Exercise materials Block Start
//! Result assembly: significance filtering, clamping and reconstruction of
//! full-size result volumes, plus the threshold table export.
//!
//! Filtering and clamping operate on masked vectors; the volume is rebuilt
//! only afterwards, so the three steps always run in that order.

use crate::error::Result;
use crate::masked::{rebuild, Mask, MaskedVector};
use crate::stats::{SpecimenResult, StatisticalResult};
use ndarray::Array3;
use std::fmt;
use std::fs::File;
use std::io::Write;
use std::path::Path;
use tracing::info;

/// Columns of the threshold table
pub const THRESHOLD_TABLE_COLUMNS: [&str; 4] = ["", "F-statistic", "tvalue-(Intercept)", "tvalue-genotype"];

/// Fixed p-value thresholds reported in the threshold table, with their labels
pub const THRESHOLD_LEVELS: [(&str, f32); 10] = [
    ("1e-06", 1e-6),
    ("1e-05", 1e-5),
    ("0.0001", 1e-4),
    ("0.001", 1e-3),
    ("0.005", 5e-3),
    ("0.01", 0.01),
    ("0.05", 0.05),
    ("0.1", 0.1),
    ("0.15", 0.15),
    ("0.2", 0.2),
];

/// Zero every statistic whose q-value exceeds `threshold`
///
/// # Example
/// ```
/// use phenostat::assemble::filter_by_significance;
/// use phenostat::masked::{Mask, MaskedVector};
///
/// let id = Mask::all_true((1, 1, 1)).id();
/// let t = MaskedVector::new(vec![100.0], id);
/// let q = MaskedVector::new(vec![0.5], id);
/// let filtered = filter_by_significance(&t, &q, 0.05).unwrap();
/// assert_eq!(filtered.as_slice(), &[0.0]);
/// ```
pub fn filter_by_significance(
    tstats: &MaskedVector,
    qvalues: &MaskedVector,
    threshold: f32,
) -> Result<MaskedVector> {
    tstats.ensure_aligned(qvalues)?;
    let values = tstats
        .iter()
        .zip(qvalues.iter())
        .map(|(&t, &q)| if q > threshold { 0.0 } else { t })
        .collect();
    Ok(MaskedVector::new(values, tstats.mask_id()))
}

/// Clip statistics to `[-limit, limit]`; NaN becomes 0
pub fn clamp(tstats: &MaskedVector, limit: f32) -> MaskedVector {
    tstats.map(|t| if t.is_nan() { 0.0 } else { t.clamp(-limit, limit) })
}

/// Smallest positive statistic whose q-value is at most `threshold`
pub fn min_t_at(qvalues: &[f32], tstats: &[f32], threshold: f32) -> Option<f32> {
    qvalues
        .iter()
        .zip(tstats)
        .filter(|(&q, &t)| q <= threshold && t > 0.0)
        .map(|(_, &t)| t)
        .reduce(f32::min)
}

/// Filter, clamp and rebuild results into full-size volumes
#[derive(Debug, Clone)]
pub struct ResultAssembler {
    threshold: f32,
    limit: f32,
}

impl ResultAssembler {
    pub fn new(threshold: f32, limit: f32) -> Self {
        Self { threshold, limit }
    }

    /// Filtered and clamped statistics, still in masked form
    pub fn filtered(&self, tstats: &MaskedVector, qvalues: &MaskedVector) -> Result<MaskedVector> {
        let filtered = filter_by_significance(tstats, qvalues, self.threshold)?;
        Ok(clamp(&filtered, self.limit))
    }

    pub fn assemble(&self, result: &StatisticalResult, mask: &Mask) -> Result<Array3<f32>> {
        let t = self.filtered(result.tstats(), result.qvalues())?;
        rebuild(&t, mask, 0.0)
    }

    pub fn assemble_specimen(&self, result: &SpecimenResult, mask: &Mask) -> Result<Array3<f32>> {
        let t = self.filtered(&result.tstats, &result.qvalues)?;
        rebuild(&t, mask, 0.0)
    }

    /// Threshold table over the clamped, unfiltered line-level statistics
    pub fn threshold_table(&self, result: &StatisticalResult) -> Result<ThresholdTable> {
        ThresholdTable::new(result.qvalues(), &clamp(result.tstats(), self.limit))
    }
}

/// Minimum qualifying t-statistic per fixed p-value threshold
#[derive(Debug, Clone, PartialEq)]
pub struct ThresholdTable {
    rows: Vec<(&'static str, Option<f32>)>,
}

impl ThresholdTable {
    pub fn new(qvalues: &MaskedVector, tstats: &MaskedVector) -> Result<Self> {
        tstats.ensure_aligned(qvalues)?;
        let rows = THRESHOLD_LEVELS
            .iter()
            .map(|&(label, level)| (label, min_t_at(qvalues.as_slice(), tstats.as_slice(), level)))
            .collect();
        Ok(Self { rows })
    }

    pub fn rows(&self) -> &[(&'static str, Option<f32>)] {
        &self.rows
    }

    /// Write the table in its external layout: labels and header quoted,
    /// values and `NA` bare
    pub fn write_to<W: Write>(&self, writer: W) -> Result<()> {
        let quoted = |field: &str| format!("\"{}\"", field);
        let mut writer = csv::WriterBuilder::new()
            .quote_style(csv::QuoteStyle::Never)
            .from_writer(writer);

        writer.write_record(THRESHOLD_TABLE_COLUMNS.iter().map(|c| quoted(c)))?;
        for (label, t) in &self.rows {
            let value = t.map(|t| format!("{:?}", t)).unwrap_or_else(|| "NA".to_string());
            writer.write_record([quoted(label), "NA".to_string(), "NA".to_string(), value])?;
        }
        writer.flush()?;
        Ok(())
    }

    pub fn to_csv(&self) -> Result<String> {
        let mut bytes = Vec::new();
        self.write_to(&mut bytes)?;
        Ok(String::from_utf8_lossy(&bytes).into_owned())
    }

    pub fn write(&self, path: &Path) -> Result<()> {
        self.write_to(File::create(path)?)
    }
}

/// Overview of a line-level result
#[derive(Debug, Clone, PartialEq)]
pub struct LineSummary {
    pub min_t: f32,
    pub max_t: f32,
    /// Minimum positive t with q <= 0.05, else |max negative t| with q <= 0.05
    pub t_threshold: Option<f32>,
    pub min_p: f32,
    pub min_q: f32,
}

impl LineSummary {
    pub fn new(result: &StatisticalResult) -> Self {
        let t = result.tstats().as_slice();
        let q = result.qvalues().as_slice();

        let negative = || {
            q.iter()
                .zip(t)
                .filter(|(&q, &t)| q <= 0.05 && t < 0.0)
                .map(|(_, &t)| t)
                .reduce(f32::max)
                .map(f32::abs)
        };

        Self {
            min_t: t.iter().copied().fold(f32::NAN, f32::min),
            max_t: t.iter().copied().fold(f32::NAN, f32::max),
            t_threshold: min_t_at(q, t, 0.05).or_else(negative),
            min_p: result.pvalues().iter().copied().fold(f32::NAN, f32::min),
            min_q: q.iter().copied().fold(f32::NAN, f32::min),
        }
    }

    pub fn log(&self, analysis: &str) {
        info!(analysis, "{}", self);
    }
}

impl fmt::Display for LineSummary {
    fn fmt(&self, f: &mut fmt::Formatter<'_>) -> fmt::Result {
        write!(f, "min t {}, max t {}, t threshold at FDR 0.05 ", self.min_t, self.max_t)?;
        match self.t_threshold {
            Some(t) => write!(f, "{}", t)?,
            None => write!(f, "none")?,
        }
        write!(f, ", min p {}, min q {}", self.min_p, self.min_q)
    }
}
Exercise materials Block End
Task objective:
From the line that contains "fn fmt(&self, f: &mut" through the final line of the entries above, every line must be reproduced exactly and nothing more.

Output for this task:
    fn fmt(&self, f: &mut fmt::Formatter<'_>) -> fmt::Result {
        write!(f, "min t {}, max t {}, t threshold at FDR 0.05 ", self.min_t, self.max_t)?;
        match self.t_threshold {
            Some(t) => write!(f, "{}", t)?,
            None => write!(f, "none")?,
        }
        write!(f, ", min p {}, min q {}", self.min_p, self.min_q)
    }
}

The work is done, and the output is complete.